*** ENTRIES PROVIDED Section Begins ***
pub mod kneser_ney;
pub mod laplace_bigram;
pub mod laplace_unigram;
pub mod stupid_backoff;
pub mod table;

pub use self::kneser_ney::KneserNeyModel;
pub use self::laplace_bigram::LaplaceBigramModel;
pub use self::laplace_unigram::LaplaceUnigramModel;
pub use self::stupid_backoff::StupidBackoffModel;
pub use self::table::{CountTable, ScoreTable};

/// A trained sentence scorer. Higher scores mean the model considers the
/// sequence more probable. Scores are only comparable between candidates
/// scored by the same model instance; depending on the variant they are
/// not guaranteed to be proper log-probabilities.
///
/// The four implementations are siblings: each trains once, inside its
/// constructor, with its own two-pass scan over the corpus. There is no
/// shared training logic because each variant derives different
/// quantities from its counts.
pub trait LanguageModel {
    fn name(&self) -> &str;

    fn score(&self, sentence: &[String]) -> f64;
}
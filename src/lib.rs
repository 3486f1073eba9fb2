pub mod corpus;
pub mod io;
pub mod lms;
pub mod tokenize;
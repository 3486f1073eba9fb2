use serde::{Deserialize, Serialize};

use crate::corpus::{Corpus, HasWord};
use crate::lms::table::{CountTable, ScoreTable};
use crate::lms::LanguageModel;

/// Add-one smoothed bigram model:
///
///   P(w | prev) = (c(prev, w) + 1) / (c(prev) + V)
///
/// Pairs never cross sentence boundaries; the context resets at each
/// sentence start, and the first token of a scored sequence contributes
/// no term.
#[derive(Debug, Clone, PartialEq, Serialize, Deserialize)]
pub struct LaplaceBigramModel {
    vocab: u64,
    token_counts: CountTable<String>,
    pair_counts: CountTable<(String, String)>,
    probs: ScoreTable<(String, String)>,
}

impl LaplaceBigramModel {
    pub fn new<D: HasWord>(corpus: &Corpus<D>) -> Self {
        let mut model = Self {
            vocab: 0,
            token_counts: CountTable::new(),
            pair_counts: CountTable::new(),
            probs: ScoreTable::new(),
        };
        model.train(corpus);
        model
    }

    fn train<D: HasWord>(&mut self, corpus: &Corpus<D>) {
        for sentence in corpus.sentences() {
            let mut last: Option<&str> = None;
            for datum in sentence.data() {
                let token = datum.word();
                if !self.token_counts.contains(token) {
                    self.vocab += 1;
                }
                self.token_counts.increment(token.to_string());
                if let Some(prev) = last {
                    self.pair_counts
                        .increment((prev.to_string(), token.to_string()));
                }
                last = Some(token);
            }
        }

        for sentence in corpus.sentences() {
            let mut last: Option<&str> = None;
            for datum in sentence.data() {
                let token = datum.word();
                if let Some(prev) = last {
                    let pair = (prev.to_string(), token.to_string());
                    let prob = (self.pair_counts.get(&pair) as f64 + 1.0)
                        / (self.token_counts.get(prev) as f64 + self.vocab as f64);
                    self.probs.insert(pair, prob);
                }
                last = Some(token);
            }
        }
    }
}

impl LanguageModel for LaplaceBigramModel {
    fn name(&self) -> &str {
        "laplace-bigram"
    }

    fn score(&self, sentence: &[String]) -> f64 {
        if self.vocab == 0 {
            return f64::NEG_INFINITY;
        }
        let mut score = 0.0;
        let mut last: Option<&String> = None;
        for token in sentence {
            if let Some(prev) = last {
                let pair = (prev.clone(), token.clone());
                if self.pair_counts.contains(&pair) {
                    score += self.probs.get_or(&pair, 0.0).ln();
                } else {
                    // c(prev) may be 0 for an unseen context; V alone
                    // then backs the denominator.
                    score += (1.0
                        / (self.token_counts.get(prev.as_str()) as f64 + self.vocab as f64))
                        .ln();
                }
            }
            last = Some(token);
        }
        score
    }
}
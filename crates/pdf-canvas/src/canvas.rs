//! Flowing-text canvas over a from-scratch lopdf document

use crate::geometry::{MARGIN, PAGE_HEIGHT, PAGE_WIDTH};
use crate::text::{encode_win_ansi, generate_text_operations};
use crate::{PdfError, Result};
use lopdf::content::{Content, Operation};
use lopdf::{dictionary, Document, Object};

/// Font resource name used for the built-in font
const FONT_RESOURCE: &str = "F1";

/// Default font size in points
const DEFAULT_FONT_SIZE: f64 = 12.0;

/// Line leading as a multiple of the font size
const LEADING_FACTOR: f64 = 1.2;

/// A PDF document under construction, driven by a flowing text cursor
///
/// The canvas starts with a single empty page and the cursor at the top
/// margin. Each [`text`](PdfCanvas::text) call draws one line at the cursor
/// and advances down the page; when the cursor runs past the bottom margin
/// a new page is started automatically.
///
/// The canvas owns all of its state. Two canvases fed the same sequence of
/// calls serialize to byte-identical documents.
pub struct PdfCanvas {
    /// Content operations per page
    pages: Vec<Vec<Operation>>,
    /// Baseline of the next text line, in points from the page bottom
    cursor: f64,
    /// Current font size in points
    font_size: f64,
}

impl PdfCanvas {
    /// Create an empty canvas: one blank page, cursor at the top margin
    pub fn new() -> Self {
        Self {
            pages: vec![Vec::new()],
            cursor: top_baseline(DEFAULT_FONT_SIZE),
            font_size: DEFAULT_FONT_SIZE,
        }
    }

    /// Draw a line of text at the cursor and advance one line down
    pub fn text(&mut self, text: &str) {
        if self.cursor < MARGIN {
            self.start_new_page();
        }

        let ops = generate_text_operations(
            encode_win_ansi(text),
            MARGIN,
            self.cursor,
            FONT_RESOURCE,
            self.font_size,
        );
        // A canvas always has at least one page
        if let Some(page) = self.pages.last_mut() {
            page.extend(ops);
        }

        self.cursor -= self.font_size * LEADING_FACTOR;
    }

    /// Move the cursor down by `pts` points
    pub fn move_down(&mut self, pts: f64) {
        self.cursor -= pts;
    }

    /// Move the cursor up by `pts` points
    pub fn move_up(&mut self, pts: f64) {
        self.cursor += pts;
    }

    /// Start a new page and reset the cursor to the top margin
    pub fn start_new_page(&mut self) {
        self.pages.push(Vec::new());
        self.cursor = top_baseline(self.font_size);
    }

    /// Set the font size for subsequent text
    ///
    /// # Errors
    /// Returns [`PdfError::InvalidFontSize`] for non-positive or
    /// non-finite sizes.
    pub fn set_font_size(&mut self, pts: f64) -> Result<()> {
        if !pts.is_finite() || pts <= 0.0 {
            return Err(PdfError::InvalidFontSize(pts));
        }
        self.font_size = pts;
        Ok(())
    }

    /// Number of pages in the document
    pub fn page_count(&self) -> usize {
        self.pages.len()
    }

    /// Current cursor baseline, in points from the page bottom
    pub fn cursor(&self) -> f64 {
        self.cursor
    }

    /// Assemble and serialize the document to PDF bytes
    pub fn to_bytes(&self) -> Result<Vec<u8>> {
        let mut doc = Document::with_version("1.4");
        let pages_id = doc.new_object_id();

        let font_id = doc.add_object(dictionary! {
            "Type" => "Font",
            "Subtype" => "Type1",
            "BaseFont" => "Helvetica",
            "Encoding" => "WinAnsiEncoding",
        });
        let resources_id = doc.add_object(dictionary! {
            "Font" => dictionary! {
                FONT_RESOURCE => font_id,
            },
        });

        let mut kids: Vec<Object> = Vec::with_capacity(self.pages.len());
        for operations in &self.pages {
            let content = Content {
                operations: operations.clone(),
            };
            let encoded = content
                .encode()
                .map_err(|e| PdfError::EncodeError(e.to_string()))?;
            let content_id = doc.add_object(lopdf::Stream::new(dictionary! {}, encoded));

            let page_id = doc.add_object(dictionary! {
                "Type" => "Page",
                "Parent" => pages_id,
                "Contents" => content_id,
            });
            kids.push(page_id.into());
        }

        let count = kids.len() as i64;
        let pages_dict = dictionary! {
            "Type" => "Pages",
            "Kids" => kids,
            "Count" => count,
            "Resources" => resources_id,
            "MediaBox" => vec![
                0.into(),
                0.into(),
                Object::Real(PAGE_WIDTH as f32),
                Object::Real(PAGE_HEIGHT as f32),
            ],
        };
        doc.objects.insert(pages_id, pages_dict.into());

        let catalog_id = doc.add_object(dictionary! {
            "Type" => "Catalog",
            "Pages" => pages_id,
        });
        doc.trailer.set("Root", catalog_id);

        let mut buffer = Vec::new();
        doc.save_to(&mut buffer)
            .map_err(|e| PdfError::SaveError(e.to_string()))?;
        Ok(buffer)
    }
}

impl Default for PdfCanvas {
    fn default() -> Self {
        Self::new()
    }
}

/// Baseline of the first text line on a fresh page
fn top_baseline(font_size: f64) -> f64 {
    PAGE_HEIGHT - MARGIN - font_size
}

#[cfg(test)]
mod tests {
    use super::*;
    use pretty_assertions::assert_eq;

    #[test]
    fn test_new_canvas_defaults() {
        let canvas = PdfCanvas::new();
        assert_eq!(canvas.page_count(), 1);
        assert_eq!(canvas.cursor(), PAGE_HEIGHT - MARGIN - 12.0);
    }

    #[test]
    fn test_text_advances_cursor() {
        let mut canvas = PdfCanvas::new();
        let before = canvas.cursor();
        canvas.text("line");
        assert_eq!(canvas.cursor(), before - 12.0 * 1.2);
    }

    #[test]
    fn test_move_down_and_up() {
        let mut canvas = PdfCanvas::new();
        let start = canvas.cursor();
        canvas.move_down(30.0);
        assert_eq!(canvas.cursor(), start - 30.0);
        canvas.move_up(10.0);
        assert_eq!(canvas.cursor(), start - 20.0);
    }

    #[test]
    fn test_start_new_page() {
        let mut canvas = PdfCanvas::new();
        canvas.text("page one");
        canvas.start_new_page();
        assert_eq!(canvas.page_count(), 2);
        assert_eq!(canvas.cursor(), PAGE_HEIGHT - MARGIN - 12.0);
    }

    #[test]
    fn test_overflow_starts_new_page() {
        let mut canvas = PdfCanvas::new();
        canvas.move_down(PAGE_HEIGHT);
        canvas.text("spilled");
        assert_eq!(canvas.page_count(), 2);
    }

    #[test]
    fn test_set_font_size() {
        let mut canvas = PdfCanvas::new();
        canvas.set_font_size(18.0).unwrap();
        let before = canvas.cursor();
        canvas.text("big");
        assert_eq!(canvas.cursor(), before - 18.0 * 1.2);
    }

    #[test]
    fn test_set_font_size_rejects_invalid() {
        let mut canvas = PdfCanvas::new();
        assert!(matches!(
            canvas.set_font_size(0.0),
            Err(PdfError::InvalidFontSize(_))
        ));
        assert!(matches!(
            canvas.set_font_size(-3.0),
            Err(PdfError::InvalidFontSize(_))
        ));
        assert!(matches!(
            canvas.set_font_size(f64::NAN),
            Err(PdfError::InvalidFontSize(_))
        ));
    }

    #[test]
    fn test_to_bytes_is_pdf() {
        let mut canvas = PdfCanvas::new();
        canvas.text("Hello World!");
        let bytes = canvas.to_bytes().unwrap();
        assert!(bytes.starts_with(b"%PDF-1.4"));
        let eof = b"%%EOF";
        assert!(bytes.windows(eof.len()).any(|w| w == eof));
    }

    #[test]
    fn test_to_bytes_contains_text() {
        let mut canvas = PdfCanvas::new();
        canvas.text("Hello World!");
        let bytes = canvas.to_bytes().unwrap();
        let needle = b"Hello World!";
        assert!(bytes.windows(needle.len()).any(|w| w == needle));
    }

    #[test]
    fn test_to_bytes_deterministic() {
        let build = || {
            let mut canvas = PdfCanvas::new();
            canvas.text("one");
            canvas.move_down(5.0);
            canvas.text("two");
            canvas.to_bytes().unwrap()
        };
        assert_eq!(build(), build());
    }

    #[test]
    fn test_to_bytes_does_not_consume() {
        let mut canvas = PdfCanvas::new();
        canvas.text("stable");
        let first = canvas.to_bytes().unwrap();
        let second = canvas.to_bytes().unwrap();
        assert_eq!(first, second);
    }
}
*** ENTRIES PROVIDED Section Ends ***
*** ENTRIES PROVIDED Section Begins ***
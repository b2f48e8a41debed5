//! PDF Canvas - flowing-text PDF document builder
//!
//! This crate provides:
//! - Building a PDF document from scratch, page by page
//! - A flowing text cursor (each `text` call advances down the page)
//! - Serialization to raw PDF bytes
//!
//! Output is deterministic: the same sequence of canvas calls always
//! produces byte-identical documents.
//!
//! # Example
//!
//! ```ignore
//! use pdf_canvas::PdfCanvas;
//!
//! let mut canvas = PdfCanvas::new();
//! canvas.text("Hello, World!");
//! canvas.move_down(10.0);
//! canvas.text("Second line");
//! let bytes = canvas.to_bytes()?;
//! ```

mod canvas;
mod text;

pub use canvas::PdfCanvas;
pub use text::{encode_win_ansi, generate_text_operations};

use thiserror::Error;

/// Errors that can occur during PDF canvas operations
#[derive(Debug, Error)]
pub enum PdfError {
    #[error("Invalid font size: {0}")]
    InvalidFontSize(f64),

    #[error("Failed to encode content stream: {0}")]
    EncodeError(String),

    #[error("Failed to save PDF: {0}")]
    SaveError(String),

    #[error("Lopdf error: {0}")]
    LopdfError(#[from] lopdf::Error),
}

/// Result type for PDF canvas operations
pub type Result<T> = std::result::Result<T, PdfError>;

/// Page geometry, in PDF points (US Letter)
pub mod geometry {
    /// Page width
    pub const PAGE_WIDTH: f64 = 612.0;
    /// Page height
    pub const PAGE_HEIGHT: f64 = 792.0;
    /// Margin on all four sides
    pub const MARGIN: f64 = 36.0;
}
*** ENTRIES PROVIDED Section Ends ***
*** ENTRIES PROVIDED Section Begins ***
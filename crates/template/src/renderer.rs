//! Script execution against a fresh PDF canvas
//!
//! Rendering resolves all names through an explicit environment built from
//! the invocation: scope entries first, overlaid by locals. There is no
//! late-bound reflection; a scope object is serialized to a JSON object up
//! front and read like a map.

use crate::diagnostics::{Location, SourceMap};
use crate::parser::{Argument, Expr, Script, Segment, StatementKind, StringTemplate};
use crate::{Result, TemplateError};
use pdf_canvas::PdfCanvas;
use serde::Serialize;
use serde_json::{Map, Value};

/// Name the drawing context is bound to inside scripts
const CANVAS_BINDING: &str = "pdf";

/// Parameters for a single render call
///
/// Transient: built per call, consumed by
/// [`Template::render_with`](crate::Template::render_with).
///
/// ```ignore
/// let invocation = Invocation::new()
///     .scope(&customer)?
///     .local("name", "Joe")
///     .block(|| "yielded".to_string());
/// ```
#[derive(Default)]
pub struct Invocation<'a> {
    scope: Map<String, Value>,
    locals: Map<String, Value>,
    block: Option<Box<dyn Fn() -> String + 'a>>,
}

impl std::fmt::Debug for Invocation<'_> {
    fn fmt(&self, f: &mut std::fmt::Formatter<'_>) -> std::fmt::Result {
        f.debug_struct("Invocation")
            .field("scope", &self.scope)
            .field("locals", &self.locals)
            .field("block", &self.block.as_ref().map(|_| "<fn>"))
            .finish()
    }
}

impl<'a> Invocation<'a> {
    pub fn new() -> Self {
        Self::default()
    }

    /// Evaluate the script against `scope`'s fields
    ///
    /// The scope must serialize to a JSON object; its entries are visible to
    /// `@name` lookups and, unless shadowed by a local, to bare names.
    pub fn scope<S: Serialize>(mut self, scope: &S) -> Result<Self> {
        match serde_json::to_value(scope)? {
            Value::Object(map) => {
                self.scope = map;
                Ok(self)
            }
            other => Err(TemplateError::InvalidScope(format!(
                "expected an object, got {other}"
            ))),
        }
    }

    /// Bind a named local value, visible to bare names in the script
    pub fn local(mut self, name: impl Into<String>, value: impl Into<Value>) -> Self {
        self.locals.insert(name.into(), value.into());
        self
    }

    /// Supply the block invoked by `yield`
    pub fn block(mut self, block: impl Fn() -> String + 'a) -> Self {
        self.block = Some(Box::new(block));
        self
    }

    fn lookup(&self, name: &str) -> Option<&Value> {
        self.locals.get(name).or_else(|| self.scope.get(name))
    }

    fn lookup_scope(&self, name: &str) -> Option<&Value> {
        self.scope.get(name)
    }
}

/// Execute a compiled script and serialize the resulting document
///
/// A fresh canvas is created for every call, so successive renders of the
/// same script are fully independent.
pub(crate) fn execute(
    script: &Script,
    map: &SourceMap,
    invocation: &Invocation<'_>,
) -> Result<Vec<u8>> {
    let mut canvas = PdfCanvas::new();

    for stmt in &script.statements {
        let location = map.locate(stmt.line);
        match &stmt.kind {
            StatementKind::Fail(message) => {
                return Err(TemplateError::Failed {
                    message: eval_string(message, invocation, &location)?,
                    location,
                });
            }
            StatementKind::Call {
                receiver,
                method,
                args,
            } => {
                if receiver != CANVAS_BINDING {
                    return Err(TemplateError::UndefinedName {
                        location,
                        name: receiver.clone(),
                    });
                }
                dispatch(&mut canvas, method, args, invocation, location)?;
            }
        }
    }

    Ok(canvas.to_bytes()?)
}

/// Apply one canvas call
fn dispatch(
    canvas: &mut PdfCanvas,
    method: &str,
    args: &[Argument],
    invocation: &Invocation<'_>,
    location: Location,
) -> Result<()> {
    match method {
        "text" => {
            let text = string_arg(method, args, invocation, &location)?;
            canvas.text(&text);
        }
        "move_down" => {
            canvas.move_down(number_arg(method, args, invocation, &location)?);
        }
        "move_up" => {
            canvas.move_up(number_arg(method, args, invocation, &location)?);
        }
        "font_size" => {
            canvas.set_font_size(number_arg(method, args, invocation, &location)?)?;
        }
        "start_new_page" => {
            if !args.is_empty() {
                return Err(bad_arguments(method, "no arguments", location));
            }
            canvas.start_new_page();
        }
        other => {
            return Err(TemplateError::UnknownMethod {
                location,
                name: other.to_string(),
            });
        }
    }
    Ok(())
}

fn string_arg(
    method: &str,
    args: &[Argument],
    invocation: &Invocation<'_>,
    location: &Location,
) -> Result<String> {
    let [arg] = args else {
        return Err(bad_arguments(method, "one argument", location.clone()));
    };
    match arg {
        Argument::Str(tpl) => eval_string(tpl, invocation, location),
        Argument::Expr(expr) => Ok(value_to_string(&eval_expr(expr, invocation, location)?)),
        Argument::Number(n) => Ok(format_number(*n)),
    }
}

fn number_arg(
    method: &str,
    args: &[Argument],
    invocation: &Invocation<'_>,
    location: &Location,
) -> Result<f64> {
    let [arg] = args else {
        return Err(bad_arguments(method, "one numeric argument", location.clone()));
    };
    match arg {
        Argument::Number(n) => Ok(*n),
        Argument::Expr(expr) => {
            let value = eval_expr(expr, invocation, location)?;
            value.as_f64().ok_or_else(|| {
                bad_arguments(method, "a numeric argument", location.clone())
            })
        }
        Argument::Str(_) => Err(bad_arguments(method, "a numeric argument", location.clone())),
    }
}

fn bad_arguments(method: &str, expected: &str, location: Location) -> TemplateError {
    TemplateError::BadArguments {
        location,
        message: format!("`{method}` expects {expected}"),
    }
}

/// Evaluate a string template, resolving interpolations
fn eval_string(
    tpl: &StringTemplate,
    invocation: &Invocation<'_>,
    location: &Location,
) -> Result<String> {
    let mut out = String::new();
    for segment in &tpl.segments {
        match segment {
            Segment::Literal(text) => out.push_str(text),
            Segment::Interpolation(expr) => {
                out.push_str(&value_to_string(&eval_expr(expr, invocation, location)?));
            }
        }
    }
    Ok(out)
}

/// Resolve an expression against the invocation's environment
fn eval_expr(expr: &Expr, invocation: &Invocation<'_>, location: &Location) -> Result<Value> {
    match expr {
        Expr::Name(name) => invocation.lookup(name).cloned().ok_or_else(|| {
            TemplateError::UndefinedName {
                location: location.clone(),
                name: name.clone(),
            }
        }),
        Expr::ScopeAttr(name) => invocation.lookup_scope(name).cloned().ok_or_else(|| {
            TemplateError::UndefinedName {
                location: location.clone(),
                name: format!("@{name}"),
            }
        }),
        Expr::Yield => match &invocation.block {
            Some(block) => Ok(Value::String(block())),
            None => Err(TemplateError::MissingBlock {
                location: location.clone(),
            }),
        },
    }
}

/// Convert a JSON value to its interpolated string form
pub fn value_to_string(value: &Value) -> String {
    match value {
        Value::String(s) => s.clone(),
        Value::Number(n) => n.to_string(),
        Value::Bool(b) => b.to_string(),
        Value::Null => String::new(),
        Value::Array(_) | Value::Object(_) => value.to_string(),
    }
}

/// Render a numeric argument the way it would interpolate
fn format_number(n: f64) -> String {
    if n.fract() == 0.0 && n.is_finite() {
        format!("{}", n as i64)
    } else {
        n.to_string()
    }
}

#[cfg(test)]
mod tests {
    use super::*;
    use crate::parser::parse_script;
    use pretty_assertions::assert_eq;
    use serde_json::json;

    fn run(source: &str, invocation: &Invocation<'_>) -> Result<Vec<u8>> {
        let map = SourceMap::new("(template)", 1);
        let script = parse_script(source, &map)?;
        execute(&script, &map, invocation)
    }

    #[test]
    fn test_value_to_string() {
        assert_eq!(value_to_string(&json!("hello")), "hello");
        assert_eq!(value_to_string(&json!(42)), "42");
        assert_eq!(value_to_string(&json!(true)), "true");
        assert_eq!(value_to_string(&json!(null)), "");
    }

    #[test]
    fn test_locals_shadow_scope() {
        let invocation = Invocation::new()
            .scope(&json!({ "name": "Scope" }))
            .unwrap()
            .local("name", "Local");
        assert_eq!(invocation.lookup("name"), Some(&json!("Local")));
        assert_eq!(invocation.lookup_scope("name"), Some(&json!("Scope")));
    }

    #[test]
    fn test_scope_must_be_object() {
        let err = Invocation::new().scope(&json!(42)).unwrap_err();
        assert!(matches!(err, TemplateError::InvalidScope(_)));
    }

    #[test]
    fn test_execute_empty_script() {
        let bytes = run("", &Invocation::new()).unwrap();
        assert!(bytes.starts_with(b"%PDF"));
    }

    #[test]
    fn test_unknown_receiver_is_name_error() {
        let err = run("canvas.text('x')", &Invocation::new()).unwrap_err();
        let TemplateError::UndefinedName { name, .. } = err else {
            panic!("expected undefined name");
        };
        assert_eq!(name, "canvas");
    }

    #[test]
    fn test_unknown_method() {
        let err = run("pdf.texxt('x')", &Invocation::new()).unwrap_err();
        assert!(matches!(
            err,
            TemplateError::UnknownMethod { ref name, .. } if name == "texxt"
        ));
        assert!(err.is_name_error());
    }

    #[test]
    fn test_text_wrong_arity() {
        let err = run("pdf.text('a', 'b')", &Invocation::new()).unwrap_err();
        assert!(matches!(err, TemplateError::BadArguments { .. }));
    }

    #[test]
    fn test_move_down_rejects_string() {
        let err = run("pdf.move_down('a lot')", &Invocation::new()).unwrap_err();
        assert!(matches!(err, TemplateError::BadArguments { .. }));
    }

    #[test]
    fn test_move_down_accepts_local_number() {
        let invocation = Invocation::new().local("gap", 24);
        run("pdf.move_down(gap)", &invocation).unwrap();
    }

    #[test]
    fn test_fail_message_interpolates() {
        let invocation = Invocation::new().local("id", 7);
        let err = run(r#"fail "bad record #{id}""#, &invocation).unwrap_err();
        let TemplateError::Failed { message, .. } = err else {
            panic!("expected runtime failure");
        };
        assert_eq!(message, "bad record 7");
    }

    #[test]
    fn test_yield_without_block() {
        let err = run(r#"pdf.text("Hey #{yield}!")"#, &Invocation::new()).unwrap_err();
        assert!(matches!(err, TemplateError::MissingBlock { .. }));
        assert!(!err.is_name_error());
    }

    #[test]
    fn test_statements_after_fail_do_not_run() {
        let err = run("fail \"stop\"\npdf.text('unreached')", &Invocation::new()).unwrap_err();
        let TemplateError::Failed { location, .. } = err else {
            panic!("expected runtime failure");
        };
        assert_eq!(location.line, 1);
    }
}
*** ENTRIES PROVIDED Section Ends ***
*EXERCISE DETAILS:* Across the data, pull every line containing the string "calls".

*SOLUTION:*
/// calls serialize to byte-identical documents.
//! Output is deterministic: the same sequence of canvas calls always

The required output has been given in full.